In any case, Sky concluded that at least 226 extra deaths are occurring “every day in early May” in the Mexico City area and that most were probably caused by coronavirus.
The news organization said that it was told by crematorium sources that 80% to 90% of the bodies they are currently cremating are Covid-19 victims.
“Assuming 80% of the excess deaths dealt with by crematoria are due to coronavirus, Sky’s analysis suggests the government’s official figure is just 19% of the true number of Covid-19 deaths in the Mexican capital and the actual figure is around five times higher than the health department’s website would indicate — the same amount we were told by our source,” the report said.
Sky said that it asked the government to explain the discrepancy but it didn’t respond.
One man whose brother-in-law died after developing coronavirus-like symptoms told Sky that the government is “obviously lying” about the number of Covid-19 deaths.
“Here everything is a mess, they are not going to give you exact numbers, and I am not just talking about Mexico City, but the entire country,” he said while waiting for his sister outside a cemetery in the borough of Iztapalapa.
Sky also said that it spoke with senior private sector medical specialists who said that they warned the government of the impending epidemic in January but were told that there was nothing it could do.
“It has fueled speculation among people familiar with the true figures that the government is going to try to tough out the virus spread and deal with the fallout later. Failing to publish accurate death rates appears to be part of a strategy of containing panic in the worst hit poorer parts of Mexico City,” the report said.

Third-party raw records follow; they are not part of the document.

pub fn register(core: &CoreClasses) {
    let string = &core.string;
    string.define_singleton_native("new", str_new);
    string.define_native("initialize", |_, _, _, _| Ok(Value::Nil));
    string.define_native("==", str_eq);
    string.define_native("eql?", str_eq);
    string.define_native("===", str_eq);
    string.define_native("<=>", str_cmp);
    string.define_native("<", |exec, recv, args, _| str_order(exec, recv, &args, |o| o.is_lt()));
    string.define_native(">", |exec, recv, args, _| str_order(exec, recv, &args, |o| o.is_gt()));
    string.define_native("<=", |exec, recv, args, _| str_order(exec, recv, &args, |o| o.is_le()));
    string.define_native(">=", |exec, recv, args, _| str_order(exec, recv, &args, |o| o.is_ge()));
    string.define_native("+", str_plus);
    string.define_native("*", str_times);
    string.define_native("%", str_format);
    string.define_native("=~", str_match_op);
    string.define_native("match", str_match);
    string.define_native("match?", str_match_p);
    string.define_native("length", |_, recv, _, _| Ok(Value::Int(text_of(recv).chars().count() as i64)));
    string.define_native("size", |_, recv, _, _| Ok(Value::Int(text_of(recv).chars().count() as i64)));
    string.define_native("bytesize", |_, recv, _, _| Ok(Value::Int(text_of(recv).len() as i64)));
    string.define_native("empty?", |_, recv, _, _| Ok(Value::Bool(text_of(recv).is_empty())));
    string.define_native("[]", str_aref);
    string.define_native("slice", str_aref);
    string.define_native("[]=", str_aset);
    string.define_native("to_s", |_, recv, _, _| Ok(recv.clone()));
    string.define_native("to_str", |_, recv, _, _| Ok(recv.clone()));
    string.define_native("inspect", |_, recv, _, _| Ok(Value::str(inspect_str(&text_of(recv)))));
    string.define_native("to_sym", |_, recv, _, _| Ok(Value::sym(&text_of(recv))));
    string.define_native("intern", |_, recv, _, _| Ok(Value::sym(&text_of(recv))));
    string.define_native("to_i", str_to_i);
    string.define_native("to_f", |_, recv, _, _| Ok(Value::Float(leading_float(&text_of(recv)))));
    string.define_native("hex", |_, recv, _, _| Ok(Value::Int(leading_int(&text_of(recv), 16))));
    string.define_native("ord", str_ord);
    string.define_native("succ", |_, recv, _, _| Ok(Value::str(succ(&text_of(recv)))));
    string.define_native("next", |_, recv, _, _| Ok(Value::str(succ(&text_of(recv)))));
    string.define_native("frozen?", |_, _, _, _| Ok(Value::Bool(false)));

    string.define_native("upcase", |exec, recv, _, _| transform(exec, recv, false, |s| s.to_uppercase()));
    string.define_native("upcase!", |exec, recv, _, _| transform(exec, recv, true, |s| s.to_uppercase()));
    string.define_native("downcase", |exec, recv, _, _| transform(exec, recv, false, |s| s.to_lowercase()));
    string.define_native("downcase!", |exec, recv, _, _| transform(exec, recv, true, |s| s.to_lowercase()));
    string.define_native("capitalize", |exec, recv, _, _| transform(exec, recv, false, capitalize));
    string.define_native("capitalize!", |exec, recv, _, _| transform(exec, recv, true, capitalize));
    string.define_native("swapcase", |exec, recv, _, _| transform(exec, recv, false, swapcase));
    string.define_native("swapcase!", |exec, recv, _, _| transform(exec, recv, true, swapcase));
    string.define_native("strip", |exec, recv, _, _| transform(exec, recv, false, |s| s.trim_matches(is_space).to_string()));
    string.define_native("strip!", |exec, recv, _, _| transform(exec, recv, true, |s| s.trim_matches(is_space).to_string()));
    string.define_native("lstrip", |exec, recv, _, _| transform(exec, recv, false, |s| s.trim_start_matches(is_space).to_string()));
    string.define_native("lstrip!", |exec, recv, _, _| transform(exec, recv, true, |s| s.trim_start_matches(is_space).to_string()));
    string.define_native("rstrip", |exec, recv, _, _| transform(exec, recv, false, |s| s.trim_end_matches(is_space).to_string()));
    string.define_native("rstrip!", |exec, recv, _, _| transform(exec, recv, true, |s| s.trim_end_matches(is_space).to_string()));
    string.define_native("reverse", |exec, recv, _, _| transform(exec, recv, false, |s| s.chars().rev().collect()));
    string.define_native("reverse!", |exec, recv, _, _| {
        transform(exec, recv, true, |s| s.chars().rev().collect())?;
        Ok(recv.clone())
    });
    string.define_native("chop", |exec, recv, _, _| transform(exec, recv, false, chop));
    string.define_native("chomp", str_chomp);
    string.define_native("chomp!", str_chomp_bang);
    string.define_native("delete_prefix", str_delete_prefix);
    string.define_native("delete_suffix", str_delete_suffix);

    string.define_native("chars", |_, recv, _, _| {
        Ok(Value::array(text_of(recv).chars().map(|c| Value::str(c.to_string())).collect()))
    });
    string.define_native("bytes", |_, recv, _, _| {
        Ok(Value::array(text_of(recv).bytes().map(|b| Value::Int(i64::from(b))).collect()))
    });
    string.define_native("lines", |_, recv, _, _| {
        Ok(Value::array(text_of(recv).split_inclusive('\n').map(Value::str).collect()))
    });
    string.define_native("each_char", str_each_char);
    string.define_native("each_line", str_each_line);
    string.define_native("split", str_split);
    string.define_native("partition", |exec, recv, args, _| str_partition(exec, recv, &args, false));
    string.define_native("rpartition", |exec, recv, args, _| str_partition(exec, recv, &args, true));
    string.define_native("include?", str_include);
    string.define_native("start_with?", str_start_with);
    string.define_native("end_with?", str_end_with);
    string.define_native("index", str_index);
    string.define_native("rindex", str_rindex);
    string.define_native("casecmp", str_casecmp);
    string.define_native("casecmp?", str_casecmp_p);

    string.define_native("<<", str_append);
    string.define_native("concat", str_append);
    string.define_native("replace", str_replace);
    string.define_native("insert", str_insert);
    string.define_native("prepend", str_prepend);
    string.define_native("clear", |_, recv, _, _| {
        str_cell(recv).borrow_mut().clear();
        Ok(recv.clone())
    });

    string.define_native("sub", |exec, recv, args, block| substitute(exec, recv, args, block, false, false));
    string.define_native("sub!", |exec, recv, args, block| substitute(exec, recv, args, block, false, true));
    string.define_native("gsub", |exec, recv, args, block| substitute(exec, recv, args, block, true, false));
    string.define_native("gsub!", |exec, recv, args, block| substitute(exec, recv, args, block, true, true));
    string.define_native("scan", str_scan);
    string.define_native("tr", str_tr);
    string.define_native("delete", str_delete);
    string.define_native("squeeze", str_squeeze);
    string.define_native("count", str_count);
    string.define_native("center", |exec, recv, args, _| justify(exec, recv, &args, Justify::Center));
    string.define_native("ljust", |exec, recv, args, _| justify(exec, recv, &args, Justify::Left));
    string.define_native("rjust", |exec, recv, args, _| justify(exec, recv, &args, Justify::Right));

    let symbol = &core.symbol;
    symbol.define_native("to_s", |_, recv, _, _| Ok(Value::str(text_of(recv))));
    symbol.define_native("id2name", |_, recv, _, _| Ok(Value::str(text_of(recv))));
    symbol.define_native("name", |_, recv, _, _| Ok(Value::str(text_of(recv))));
    symbol.define_native("to_sym", |_, recv, _, _| Ok(recv.clone()));
    symbol.define_native("inspect", |_, recv, _, _| Ok(Value::str(inspect_sym(&text_of(recv)))));
    symbol.define_native("to_proc", sym_to_proc);
    symbol.define_native("length", |_, recv, _, _| Ok(Value::Int(text_of(recv).chars().count() as i64)));
    symbol.define_native("size", |_, recv, _, _| Ok(Value::Int(text_of(recv).chars().count() as i64)));
    symbol.define_native("empty?", |_, recv, _, _| Ok(Value::Bool(text_of(recv).is_empty())));
    symbol.define_native("upcase", |_, recv, _, _| Ok(Value::sym(&text_of(recv).to_uppercase())));
    symbol.define_native("downcase", |_, recv, _, _| Ok(Value::sym(&text_of(recv).to_lowercase())));
    symbol.define_native("capitalize", |_, recv, _, _| Ok(Value::sym(&capitalize(&text_of(recv)))));
    symbol.define_native("succ", |_, recv, _, _| Ok(Value::sym(&succ(&text_of(recv)))));
    symbol.define_native("<=>", |exec, recv, args, _| {
        exec.check_args(args.len(), 1, Some(1))?;
        Ok(match &args[0] {
            Value::Sym(_) => exec.compare(recv, &args[0])?.map(super::numeric::ordering_value).unwrap_or_default(),
            _ => Value::Nil,
        })
    });
    symbol.define_native("[]", |exec, recv, args, block| {
        let text = Value::str(text_of(recv));
        str_aref(exec, &text, args, block)
    });
    symbol.define_native("start_with?", |exec, recv, args, block| {
        let text = Value::str(text_of(recv));
        str_start_with(exec, &text, args, block)
    });
    symbol.define_native("end_with?", |exec, recv, args, block| {
        let text = Value::str(text_of(recv));
        str_end_with(exec, &text, args, block)
    });
}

But even as total coronavirus-related deaths approach 4,000, “the government’s failure to publish the real [fatality] numbers has left Mexico in denial of the pandemic,” Sky News chief correspondent Stuart Ramsay said in a video report that accompanied today’s article.
“The upward curve of death looks set to rocket, the health service can’t cope and social distancing, let alone lockdown, is largely being ignored in Mexico City,” the Sky report said, contradicting data presented by the Health Ministry on Tuesday night that showed that mobility in the capital has been 65% lower than normal for more than a month.
Still, “short of a vaccine or a miracle,” Sky concluded, the effect of the coronavirus pandemic on Mexico City “could be utterly catastrophic.”